We next visit the brand new Section Three library, complete with two librarians, plenty of shelf space and about a dozen books, most of them in French, a few in English. Another of the Pol Pot excesses, evidently, was to destroy all printed material in his zeal to return to a peasant agrarian economic structure. Books that are being laboriously printed by hand in the project areas are the only known Khmer language books in existence. The destruction of a culture. Does that constitute genocide? Does it make sense that a genocidal campaign would be perpetrated by one of their own people? Looking around at the smiling faces in the colorful costumes, the playing children, the high spirits in spite of the dreadfully cramped and impoverished conditions makes me wonder if anything makes any sense.

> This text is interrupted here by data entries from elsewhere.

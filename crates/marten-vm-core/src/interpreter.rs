//! Bytecode interpreter
//!
//! Executes bytecode instructions against a [`VmContext`].

use std::sync::Arc;

use marten_vm_bytecode::{Constant, Instruction, Module, Register};
use tracing::{debug, trace};

use crate::context::{Callee, VmContext};
use crate::error::{VmError, VmResult};
use crate::format::format_call_stack;
use crate::stack_walker::capture_stack_from;
use crate::value::{Closure, NativeFunction, Value};

/// The bytecode interpreter
#[derive(Debug, Default)]
pub struct Interpreter {
    /// Instructions executed since creation
    executed: u64,
}

/// Result of executing one instruction
enum InstructionResult {
    /// Continue with the next instruction
    Continue,
    /// Jump relative to the current instruction
    Jump(i32),
    /// Return from the current frame
    Return(Value),
    /// Enter a bytecode function
    Call {
        closure: Closure,
        args: Vec<Value>,
        return_reg: Register,
    },
}

impl Interpreter {
    /// Create a new interpreter
    pub fn new() -> Self {
        Self::default()
    }

    /// Number of instructions executed so far
    pub fn executed(&self) -> u64 {
        self.executed
    }

    /// Execute a module's entry function
    ///
    /// On error every frame pushed by this call is unwound before returning.
    pub fn execute(&mut self, module: Arc<Module>, ctx: &mut VmContext) -> VmResult<Value> {
        let entry_point = module.entry_point;
        if module.entry_function().is_none() {
            return Err(VmError::internal("no entry function"));
        }

        let base_depth = ctx.stack_depth();
        ctx.push_frame(entry_point, module, Vec::new(), None)?;

        let result = self.run_loop(ctx, base_depth);
        if let Err(err) = &result {
            debug!(error = %err, "execution failed\n{}", format_call_stack(ctx.call_stack()));
        }

        ctx.unwind_to(base_depth);
        result
    }

    /// Main execution loop
    fn run_loop(&mut self, ctx: &mut VmContext, base_depth: usize) -> VmResult<Value> {
        loop {
            match self.step(ctx, base_depth) {
                Ok(Some(value)) => return Ok(value),
                Ok(None) => {}
                Err(err) => self.handle_error(ctx, err, base_depth)?,
            }
        }
    }

    /// Execute one instruction of the current frame.
    ///
    /// Returns the completion value once the entry frame returns.
    fn step(&mut self, ctx: &mut VmContext, base_depth: usize) -> VmResult<Option<Value>> {
        let (module, function_index, pc) = {
            let frame = ctx
                .current_frame()
                .ok_or_else(|| VmError::internal("no frame"))?;
            match &frame.callee {
                Callee::Bytecode {
                    function_index,
                    module,
                } => (Arc::clone(module), *function_index, frame.pc),
                Callee::Native { name } => {
                    return Err(VmError::internal(format!(
                        "native frame {} left on the stack",
                        name
                    )));
                }
            }
        };

        let func = module
            .function(function_index)
            .ok_or_else(|| VmError::internal("function not found"))?;

        // Falling off the end returns undefined
        let Some(instruction) = func.instructions.get(pc) else {
            return self.return_from_frame(ctx, Value::undefined(), base_depth);
        };

        self.executed += 1;
        match self.execute_instruction(instruction, &module, ctx)? {
            InstructionResult::Continue => ctx.advance_pc(),
            InstructionResult::Jump(offset) => ctx.jump(offset)?,
            InstructionResult::Return(value) => {
                return self.return_from_frame(ctx, value, base_depth);
            }
            InstructionResult::Call {
                closure,
                args,
                return_reg,
            } => {
                trace!(
                    depth = ctx.stack_depth(),
                    callee = closure.display_name(),
                    "call"
                );
                // The caller's pc stays on the call until the callee returns
                ctx.push_frame(closure.function_index, closure.module, args, Some(return_reg))?;
            }
        }

        Ok(None)
    }

    fn return_from_frame(
        &mut self,
        ctx: &mut VmContext,
        value: Value,
        base_depth: usize,
    ) -> VmResult<Option<Value>> {
        let frame = ctx
            .pop_frame()
            .ok_or_else(|| VmError::internal("return without a frame"))?;

        if ctx.stack_depth() == base_depth {
            return Ok(Some(value));
        }

        if let Some(reg) = frame.return_register {
            ctx.set_register(reg, value)?;
        }
        ctx.advance_pc();
        Ok(None)
    }

    /// Route an error to the nearest script handler, or give it back.
    fn handle_error(
        &mut self,
        ctx: &mut VmContext,
        err: VmError,
        base_depth: usize,
    ) -> VmResult<()> {
        if !err.is_catchable() {
            return Err(err);
        }

        let Some((frame_depth, catch_pc)) = ctx.take_nearest_try() else {
            return Err(err);
        };
        if frame_depth <= base_depth {
            return Err(err);
        }

        trace!(frame_depth, catch_pc, error = %err, "exception caught");
        ctx.unwind_to(frame_depth);
        ctx.set_pc(catch_pc);
        ctx.set_exception(err.into_thrown_value());
        Ok(())
    }

    /// Execute a single instruction
    fn execute_instruction(
        &mut self,
        instruction: &Instruction,
        module: &Arc<Module>,
        ctx: &mut VmContext,
    ) -> VmResult<InstructionResult> {
        match instruction {
            Instruction::LoadUndefined { dst } => {
                ctx.set_register(*dst, Value::undefined())?;
                Ok(InstructionResult::Continue)
            }

            Instruction::LoadInt32 { dst, value } => {
                ctx.set_register(*dst, Value::number(*value as f64))?;
                Ok(InstructionResult::Continue)
            }

            Instruction::LoadConst { dst, idx } => {
                let value = match module.constants.get(idx.0) {
                    Some(Constant::Number(n)) => Value::number(*n),
                    Some(Constant::String(s)) => Value::string(&**s),
                    None => return Err(VmError::internal(format!("constant {} not found", idx.0))),
                };
                ctx.set_register(*dst, value)?;
                Ok(InstructionResult::Continue)
            }

            Instruction::Move { dst, src } => {
                let value = ctx.get_register(*src)?.clone();
                ctx.set_register(*dst, value)?;
                Ok(InstructionResult::Continue)
            }

            Instruction::Add { dst, lhs, rhs } => {
                let left = ctx.get_register(*lhs)?;
                let right = ctx.get_register(*rhs)?;
                let result = match (left, right) {
                    (Value::Number(a), Value::Number(b)) => Value::number(a + b),
                    (Value::String(_), _) | (_, Value::String(_)) => {
                        Value::string(format!("{}{}", left, right))
                    }
                    _ => Value::number(f64::NAN),
                };
                ctx.set_register(*dst, result)?;
                Ok(InstructionResult::Continue)
            }

            Instruction::GetGlobal { dst, name } => {
                let name = constant_name(module, name.0)?;
                let value = ctx
                    .get_global(name)
                    .ok_or_else(|| VmError::reference_error(format!("{} is not defined", name)))?;
                ctx.set_register(*dst, value)?;
                Ok(InstructionResult::Continue)
            }

            Instruction::SetGlobal { name, src } => {
                let name = constant_name(module, name.0)?;
                let value = ctx.get_register(*src)?.clone();
                ctx.set_global(name, value);
                Ok(InstructionResult::Continue)
            }

            Instruction::GetPropConst { dst, obj, name } => {
                let name = constant_name(module, name.0)?;
                let object = ctx.get_register(*obj)?;
                let value = match object.as_object() {
                    Some(o) => o.get(name).unwrap_or_default(),
                    None => {
                        return Err(VmError::type_error(format!(
                            "Cannot read property '{}' of {}",
                            name,
                            object.type_name()
                        )));
                    }
                };
                ctx.set_register(*dst, value)?;
                Ok(InstructionResult::Continue)
            }

            Instruction::Closure { dst, func } => {
                if module.function(func.0).is_none() {
                    return Err(VmError::internal(format!("function {} not found", func.0)));
                }
                let closure = Value::Function(Closure {
                    function_index: func.0,
                    module: Arc::clone(module),
                });
                ctx.set_register(*dst, closure)?;
                Ok(InstructionResult::Continue)
            }

            Instruction::Call { dst, func, argc } => {
                let callee = ctx.get_register(*func)?.clone();

                let mut args = Vec::with_capacity(*argc as usize);
                for i in 1..=*argc {
                    let reg = func
                        .0
                        .checked_add(i)
                        .ok_or_else(|| VmError::internal("argument register out of range"))?;
                    args.push(ctx.get_register(Register(reg))?.clone());
                }

                match callee {
                    Value::Native(native) => {
                        let result = self.call_native(ctx, native, &args)?;
                        ctx.set_register(*dst, result)?;
                        Ok(InstructionResult::Continue)
                    }
                    Value::Function(closure) => Ok(InstructionResult::Call {
                        closure,
                        args,
                        return_reg: *dst,
                    }),
                    other => Err(VmError::type_error(format!(
                        "{} is not a function",
                        other.type_name()
                    ))),
                }
            }

            Instruction::Return { src } => {
                let value = ctx.get_register(*src)?.clone();
                Ok(InstructionResult::Return(value))
            }

            Instruction::ReturnUndefined => Ok(InstructionResult::Return(Value::undefined())),

            Instruction::Jump { offset } => Ok(InstructionResult::Jump(offset.0)),

            Instruction::Throw { src } => {
                let value = ctx.get_register(*src)?.clone();
                let stack = capture_stack_from(ctx, 0)?.into_frames();
                Err(VmError::exception(value, stack))
            }

            Instruction::TryStart { catch_offset } => {
                let catch_pc = ctx
                    .pc()
                    .checked_add_signed(catch_offset.0 as isize)
                    .ok_or_else(|| VmError::internal("catch offset out of range"))?;
                ctx.push_try(catch_pc);
                Ok(InstructionResult::Continue)
            }

            Instruction::TryEnd => {
                ctx.pop_try_for_current_frame();
                Ok(InstructionResult::Continue)
            }

            Instruction::Catch { dst } => {
                let exception = ctx.take_exception().unwrap_or_default();
                ctx.set_register(*dst, exception)?;
                Ok(InstructionResult::Continue)
            }
        }
    }

    /// Call a native function inside its own frame
    fn call_native(
        &mut self,
        ctx: &mut VmContext,
        native: NativeFunction,
        args: &[Value],
    ) -> VmResult<Value> {
        ctx.push_native_frame(native.name)?;
        let result = (native.func)(ctx, args);
        ctx.pop_frame();
        result
    }
}

fn constant_name(module: &Module, index: u32) -> VmResult<&str> {
    module
        .constants
        .get(index)
        .and_then(Constant::as_string)
        .ok_or_else(|| VmError::internal(format!("expected string constant at {}", index)))
}
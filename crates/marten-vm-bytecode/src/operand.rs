//! Bytecode operands

use serde::{Deserialize, Serialize};

/// Virtual register (0-255)
#[derive(Debug, Clone, Copy, PartialEq, Eq, Hash, Serialize, Deserialize)]
#[repr(transparent)]
pub struct Register(pub u8);

impl Register {
    /// Create a new register
    #[inline]
    pub const fn new(index: u8) -> Self {
        Self(index)
    }

    /// Get register index
    #[inline]
    pub const fn index(self) -> u8 {
        self.0
    }
}

impl From<u8> for Register {
    fn from(index: u8) -> Self {
        Self(index)
    }
}

/// Index into the module constant pool
#[derive(Debug, Clone, Copy, PartialEq, Eq, Hash, Serialize, Deserialize)]
#[repr(transparent)]
pub struct ConstantIndex(pub u32);

impl ConstantIndex {
    /// Create a new constant index
    #[inline]
    pub const fn new(index: u32) -> Self {
        Self(index)
    }

    /// Get index value
    #[inline]
    pub const fn index(self) -> u32 {
        self.0
    }
}

/// Index into the module function table
#[derive(Debug, Clone, Copy, PartialEq, Eq, Hash, Serialize, Deserialize)]
#[repr(transparent)]
pub struct FunctionIndex(pub u32);

impl FunctionIndex {
    /// Create a new function index
    #[inline]
    pub const fn new(index: u32) -> Self {
        Self(index)
    }

    /// Get index value
    #[inline]
    pub const fn index(self) -> u32 {
        self.0
    }
}

/// Relative jump offset, counted in instructions from the jumping instruction
#[derive(Debug, Clone, Copy, PartialEq, Eq, Hash, Serialize, Deserialize)]
#[repr(transparent)]
pub struct JumpOffset(pub i32);

impl JumpOffset {
    /// Create a new jump offset
    #[inline]
    pub const fn new(offset: i32) -> Self {
        Self(offset)
    }

    /// Get offset value
    #[inline]
    pub const fn offset(self) -> i32 {
        self.0
    }
}
//! Authentication endpoints.

use serde_json::{Value, json};

use super::{BankClient, outcome};
use crate::error::AppResult;
use crate::models::envelope::ResponseEnvelope;
use crate::models::session::Session;
use crate::services::mock_api::{HandlerOutcome, RequestOptions};
use crate::services::token_service::IssuedTokens;

fn session_with_tokens(session: &Session, tokens: &IssuedTokens) -> AppResult<Value> {
    let mut data = serde_json::to_value(tokens)?;
    data["user"] = serde_json::to_value(session)?;
    Ok(data)
}

impl BankClient {
    /// `POST /api/auth/login`
    ///
    /// The network-visible body carries a pre-masked password on top of the
    /// sanitizer's own masking.
    pub async fn login(&self, username: &str, password: &str) -> ResponseEnvelope {
        self.api
            .post(
                "/api/auth/login",
                || match self.auth.login(username, password) {
                    Ok(session) => {
                        let tokens = self.tokens.issue(&session)?;
                        Ok(HandlerOutcome::ok(session_with_tokens(&session, &tokens)?))
                    }
                    Err(domain) => Ok(HandlerOutcome::fail_with_code(
                        "INVALID_CREDENTIALS",
                        domain.to_string(),
                    )),
                },
                RequestOptions::with_body(json!({
                    "username": username,
                    "password": "********",
                })),
            )
            .await
    }

    /// `POST /api/auth/register`
    pub async fn register(
        &self,
        username: &str,
        password: &str,
        email: &str,
        full_name: &str,
    ) -> ResponseEnvelope {
        self.api
            .post(
                "/api/auth/register",
                || match self.auth.register(username, password, email, full_name) {
                    Ok(session) => {
                        let tokens = self.tokens.issue(&session)?;
                        Ok(HandlerOutcome::ok(session_with_tokens(&session, &tokens)?))
                    }
                    Err(domain) => Ok(HandlerOutcome::fail_with_code(
                        "REGISTRATION_FAILED",
                        domain.to_string(),
                    )),
                },
                RequestOptions::with_body(json!({
                    "fullName": full_name,
                    "username": username,
                    "email": email,
                })),
            )
            .await
    }

    /// `POST /api/auth/logout`. Destroys the session and both tokens.
    pub async fn logout(&self) -> ResponseEnvelope {
        self.api
            .post(
                "/api/auth/logout",
                || {
                    self.auth.logout();
                    self.tokens.clear();
                    Ok(HandlerOutcome::ok(json!({
                        "message": "Logged out successfully"
                    })))
                },
                RequestOptions::default(),
            )
            .await
    }

    /// `GET /api/auth/session`. Instant, no simulated latency.
    pub async fn session(&self) -> ResponseEnvelope {
        self.api
            .get(
                "/api/auth/session",
                || match self.auth.current_session() {
                    Some(session) => Ok(HandlerOutcome::ok(serde_json::to_value(session)?)),
                    None => Ok(HandlerOutcome::fail_with_code(
                        "UNAUTHORIZED",
                        "No active session",
                    )),
                },
                RequestOptions::instant(),
            )
            .await
    }

    /// `POST /api/auth/refresh`
    pub async fn refresh_token(&self) -> ResponseEnvelope {
        self.api
            .post(
                "/api/auth/refresh",
                || match self.tokens.valid_access_token() {
                    Some(access_token) => Ok(HandlerOutcome::ok(json!({
                        "accessToken": access_token,
                        "tokenType": "Bearer",
                    }))),
                    None => Ok(HandlerOutcome::fail_with_code(
                        "REFRESH_EXPIRED",
                        "Refresh token expired",
                    )),
                },
                RequestOptions::default(),
            )
            .await
    }

    /// `PUT /api/auth/profile`
    pub async fn update_profile(&self, user_id: &str, updates: Value) -> ResponseEnvelope {
        let mut body = json!({ "userId": user_id });
        if let (Some(target), Some(source)) = (body.as_object_mut(), updates.as_object()) {
            for (key, value) in source {
                target.insert(key.clone(), value.clone());
            }
        }

        self.api
            .put(
                "/api/auth/profile",
                || outcome(self.auth.update_profile(user_id, &updates), "BAD_REQUEST"),
                RequestOptions::with_body(body),
            )
            .await
    }
}
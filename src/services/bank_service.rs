//! Account and money-movement operations. Reads and writes go through the
//! injected store; validation failures are domain errors that callers turn
//! into 400-class envelopes.

use chrono::{DateTime, Utc};
use serde::Serialize;
use std::sync::Arc;
use tracing::info;

use crate::models::user::{Transaction, TxType, User};
use crate::services::{DomainError, DomainResult};
use crate::storage::{KeyValueStore, get_json, keys, set_json};
use crate::utils::ids::entity_id;

pub struct BankService {
    store: Arc<dyn KeyValueStore>,
}

#[derive(Debug, Clone, PartialEq, Serialize)]
#[serde(rename_all = "camelCase")]
pub struct AccountDetails {
    pub account_number: String,
    pub full_name: String,
    pub balance: f64,
    pub currency: String,
    pub email: String,
    pub created_at: DateTime<Utc>,
}

/// What a completed transfer or deposit reports back: the ledger entry on
/// the caller's side plus their resulting balance.
#[derive(Debug, Clone, PartialEq, Serialize)]
#[serde(rename_all = "camelCase")]
pub struct Receipt {
    pub transaction: Transaction,
    pub new_balance: f64,
}

impl BankService {
    pub fn new(store: Arc<dyn KeyValueStore>) -> Self {
        Self { store }
    }

    fn users(&self) -> Vec<User> {
        get_json(self.store.as_ref(), keys::USERS).unwrap_or_default()
    }

    fn transactions_all(&self) -> Vec<Transaction> {
        get_json(self.store.as_ref(), keys::TRANSACTIONS).unwrap_or_default()
    }

    fn save_users(&self, users: &[User]) -> DomainResult<()> {
        set_json(self.store.as_ref(), keys::USERS, &users)?;
        Ok(())
    }

    fn save_transactions(&self, transactions: &[Transaction]) -> DomainResult<()> {
        set_json(self.store.as_ref(), keys::TRANSACTIONS, &transactions)?;
        Ok(())
    }

    /// Current balance; an unknown user reads as zero, matching an empty
    /// statement rather than an error.
    pub fn balance(&self, user_id: &str) -> f64 {
        self.users()
            .iter()
            .find(|u| u.id == user_id)
            .map(|u| u.balance)
            .unwrap_or(0.0)
    }

    pub fn account_details(&self, user_id: &str) -> DomainResult<AccountDetails> {
        let users = self.users();
        let user = users
            .iter()
            .find(|u| u.id == user_id)
            .ok_or(DomainError::AccountNotFound)?;
        Ok(AccountDetails {
            account_number: user.account_number.clone(),
            full_name: user.full_name.clone(),
            balance: user.balance,
            currency: user.currency.clone(),
            email: user.email.clone(),
            created_at: user.created_at,
        })
    }

    /// A user's ledger entries, newest first, optionally truncated.
    pub fn transactions(&self, user_id: &str, limit: Option<usize>) -> Vec<Transaction> {
        let mut entries: Vec<Transaction> = self
            .transactions_all()
            .into_iter()
            .filter(|t| t.user_id == user_id)
            .collect();
        entries.sort_by(|a, b| b.timestamp.cmp(&a.timestamp));
        if let Some(limit) = limit {
            entries.truncate(limit);
        }
        entries
    }

    /// Move money to another account. Validation order: amount, sender,
    /// funds, recipient, self-transfer. Writes both balances and a ledger
    /// entry per side.
    pub fn transfer(
        &self,
        from_user_id: &str,
        recipient_account: &str,
        amount: f64,
        description: &str,
    ) -> DomainResult<Receipt> {
        if !(amount > 0.0) {
            return Err(DomainError::NonPositiveAmount);
        }

        let mut users = self.users();

        let sender_idx = users
            .iter()
            .position(|u| u.id == from_user_id)
            .ok_or(DomainError::SenderNotFound)?;
        if users[sender_idx].balance < amount {
            return Err(DomainError::InsufficientBalance);
        }

        let recipient_idx = users
            .iter()
            .position(|u| u.account_number == recipient_account)
            .ok_or(DomainError::RecipientNotFound)?;
        if sender_idx == recipient_idx {
            return Err(DomainError::SelfTransfer);
        }

        users[sender_idx].balance -= amount;
        users[recipient_idx].balance += amount;

        let now = Utc::now();
        let sender_entry = Transaction {
            id: entity_id("txn"),
            user_id: users[sender_idx].id.clone(),
            tx_type: TxType::TransferOut,
            amount,
            description: description.to_string(),
            counterparty: Some(users[recipient_idx].account_number.clone()),
            balance_after: users[sender_idx].balance,
            timestamp: now,
        };
        let recipient_entry = Transaction {
            id: entity_id("txn"),
            user_id: users[recipient_idx].id.clone(),
            tx_type: TxType::TransferIn,
            amount,
            description: description.to_string(),
            counterparty: Some(users[sender_idx].account_number.clone()),
            balance_after: users[recipient_idx].balance,
            timestamp: now,
        };

        let new_balance = users[sender_idx].balance;
        self.save_users(&users)?;

        let mut transactions = self.transactions_all();
        transactions.push(sender_entry.clone());
        transactions.push(recipient_entry);
        self.save_transactions(&transactions)?;

        info!(
            from = %from_user_id,
            to_account = %recipient_account,
            amount,
            "transfer_completed"
        );

        Ok(Receipt {
            transaction: sender_entry,
            new_balance,
        })
    }

    pub fn deposit(&self, user_id: &str, amount: f64, description: &str) -> DomainResult<Receipt> {
        if !(amount > 0.0) {
            return Err(DomainError::NonPositiveAmount);
        }

        let mut users = self.users();
        let user_idx = users
            .iter()
            .position(|u| u.id == user_id)
            .ok_or(DomainError::AccountNotFound)?;

        users[user_idx].balance += amount;
        let entry = Transaction {
            id: entity_id("txn"),
            user_id: users[user_idx].id.clone(),
            tx_type: TxType::Deposit,
            amount,
            description: description.to_string(),
            counterparty: None,
            balance_after: users[user_idx].balance,
            timestamp: Utc::now(),
        };
        let new_balance = users[user_idx].balance;

        self.save_users(&users)?;
        let mut transactions = self.transactions_all();
        transactions.push(entry.clone());
        self.save_transactions(&transactions)?;

        info!(user_id = %user_id, amount, "deposit_completed");

        Ok(Receipt {
            transaction: entry,
            new_balance,
        })
    }
}

#[cfg(test)]
mod tests {
    use super::*;
    use crate::storage::MemoryStore;
    use crate::utils::seeder::seed_data;
    use pretty_assertions::assert_eq;

    fn service() -> BankService {
        let store = Arc::new(MemoryStore::new());
        seed_data(store.as_ref()).expect("seed");
        BankService::new(store)
    }

    #[test]
    fn seeded_balances_are_visible() {
        let bank = service();
        assert_eq!(bank.balance("user_001"), 15_000.0);
        assert_eq!(bank.balance("nobody"), 0.0);
    }

    #[test]
    fn transfer_moves_money_and_writes_both_ledger_entries() {
        let bank = service();
        let receipt = bank
            .transfer("user_001", "9876543210", 250.0, "Rent")
            .expect("transfer");

        assert_eq!(receipt.new_balance, 14_750.0);
        assert_eq!(receipt.transaction.tx_type, TxType::TransferOut);
        assert_eq!(receipt.transaction.counterparty.as_deref(), Some("9876543210"));

        assert_eq!(bank.balance("user_001"), 14_750.0);
        assert_eq!(bank.balance("user_002"), 8_450.0);

        let incoming = bank.transactions("user_002", None);
        assert_eq!(incoming.len(), 1);
        assert_eq!(incoming[0].tx_type, TxType::TransferIn);
        assert_eq!(incoming[0].balance_after, 8_450.0);
    }

    #[test]
    fn transfer_validation_order() {
        let bank = service();

        assert!(matches!(
            bank.transfer("user_001", "9876543210", 0.0, ""),
            Err(DomainError::NonPositiveAmount)
        ));
        assert!(matches!(
            bank.transfer("ghost", "9876543210", 10.0, ""),
            Err(DomainError::SenderNotFound)
        ));
        assert!(matches!(
            bank.transfer("user_001", "9876543210", 1_000_000.0, ""),
            Err(DomainError::InsufficientBalance)
        ));
        assert!(matches!(
            bank.transfer("user_001", "0000000000", 10.0, ""),
            Err(DomainError::RecipientNotFound)
        ));
        assert!(matches!(
            bank.transfer("user_001", "1234567890", 10.0, ""),
            Err(DomainError::SelfTransfer)
        ));

        // Nothing moved.
        assert_eq!(bank.balance("user_001"), 15_000.0);
        assert_eq!(bank.balance("user_002"), 8_200.0);
    }

    #[test]
    fn deposit_increases_balance_and_appends_entry() {
        let bank = service();
        let receipt = bank.deposit("user_002", 99.5, "Top up").expect("deposit");
        assert_eq!(receipt.new_balance, 8_299.5);

        let entries = bank.transactions("user_002", None);
        assert_eq!(entries.len(), 1);
        assert_eq!(entries[0].tx_type, TxType::Deposit);
        assert_eq!(entries[0].counterparty, None);
    }

    #[test]
    fn transactions_are_newest_first_and_limited() {
        let bank = service();
        bank.deposit("user_001", 1.0, "first").expect("deposit");
        bank.deposit("user_001", 2.0, "second").expect("deposit");
        bank.deposit("user_001", 3.0, "third").expect("deposit");

        let all = bank.transactions("user_001", None);
        assert_eq!(all.len(), 3);
        assert!(all.windows(2).all(|w| w[0].timestamp >= w[1].timestamp));

        let limited = bank.transactions("user_001", Some(2));
        assert_eq!(limited.len(), 2);
    }

    #[test]
    fn account_details_for_unknown_user_is_a_domain_error() {
        let bank = service();
        assert!(matches!(
            bank.account_details("ghost"),
            Err(DomainError::AccountNotFound)
        ));

        let details = bank.account_details("user_001").expect("details");
        assert_eq!(details.account_number, "1234567890");
        assert_eq!(details.currency, "USD");
    }
}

As the day wears on, the heat wanes only slightly. A stop at the A Unit Hospital affords me a glance in at an actual operating field hospital. In every detail it is a MASH unit, run by a German surgical team. The adjacent hospital has most of their patients, people who have come in wounded either by shell fire or land mines, some caught in the crossfire between contending forces. All of them are young. One begins to realize that most of the older people simply could not make the journey and fell by the wayside.


The ride back to Aran is mostly silent. Gus and Davida seem to understand that I need some time to try to sort this experience out and attempt to make some sense of it. I again lose the silent contest regarding the air-conditioner and content myself to stare out the window, watching the lines of Thais wending their way back toward their homes after a day of trading. The farmers behind the oxen are perpetual motion machines, plodding, tireless, diligent in their knee-deep rice/mud.


Back at the Country House for dinner with the staff, I meet still more young, willing people. I avail myself of the toilet facilities, a rudimentary room with a hole in the floor with places to put your feet on each side, and try what is laughingly called the shower. A large urn full of water provides the source. Into that you dip a bucket which your pour over you head a couple of times, then soap up and scrub for as long as you like. Another bucket or two over your head for a rinse and you're as good as new. The water runs down the sloped floor and into the hole, cleaning up after itself, and out I step, feeling amazingly refreshed and ready to face the heat.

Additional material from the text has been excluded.